Jan
24

Photoshop Tutorial – Masks

by
Matt Bennett

Make the most of Photoshop’s masking capabilities with our quick tutorial

 

Before
Before
After
After

Masks are a brilliant way to protect your work when editing in Photoshop. They allow you to make significant changes to your work without actually affecting any original layers.

Masks appear as thumbnails in the Layers palette and can be printed on, erased and have filters applied to them.

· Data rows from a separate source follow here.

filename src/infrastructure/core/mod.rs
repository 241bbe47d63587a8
pub mod http_client_factory;

pub use http_client_factory::HttpClientFactory;
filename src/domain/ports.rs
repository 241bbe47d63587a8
use crate::domain::check_bundle::{Broker, CheckBundle, CheckBundleMetrics, CheckBundleQuery};
use crate::domain::errors::ApiError;
use async_trait::async_trait;

/// The slice of the check-management API the trap resolver relies on.
///
/// Implementations must validate CIDs locally and report a malformed one as
/// `ApiError::InvalidCid` before any request is made, and map a missing
/// resource to `ApiError::NotFound`.
#[async_trait]
pub trait CheckApi: Send + Sync {
    async fn fetch_check_bundle(&self, cid: &str) -> Result<CheckBundle, ApiError>;
    async fn search_check_bundles(
        &self,
        query: &CheckBundleQuery,
    ) -> Result<Vec<CheckBundle>, ApiError>;
    async fn create_check_bundle(&self, bundle: &CheckBundle) -> Result<CheckBundle, ApiError>;
    async fn fetch_brokers(&self) -> Result<Vec<Broker>, ApiError>;
    async fn fetch_check_bundle_metrics(&self, cid: &str) -> Result<CheckBundleMetrics, ApiError>;
    async fn update_check_bundle_metrics(
        &self,
        metrics: &CheckBundleMetrics,
    ) -> Result<CheckBundleMetrics, ApiError>;
}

The great thing about masks is that if you’re unhappy with the results or change your mind at a later stage, they can be deleted and reapplied.

Step 1 – Add a mask

Step 1 - Add a mask
Step 1 - Add a mask

At the base of the Layers palette sits the Mask button. Pressing this button adds a mask to your layer. Make sure your Foreground/Background colours in the side toolbar are set to Black/White.

Step 2 – Select your tool

Step 2 - Select your tool
Step 2 - Select your tool

Many tools can be used to mask, but painting out areas with the Brush Tool is the simplest. Select the Brush Tool and with your Foreground on black, paint out some of the background. It will appear in black in the thumbnail.

Step 3 – Background swap

Step 3 - Background swap
Step 3 - Background swap

With the whole of the background masked out, a new one can be added. Masking also works well when applying different textures and blend modes. It’s a great non-destructive tool.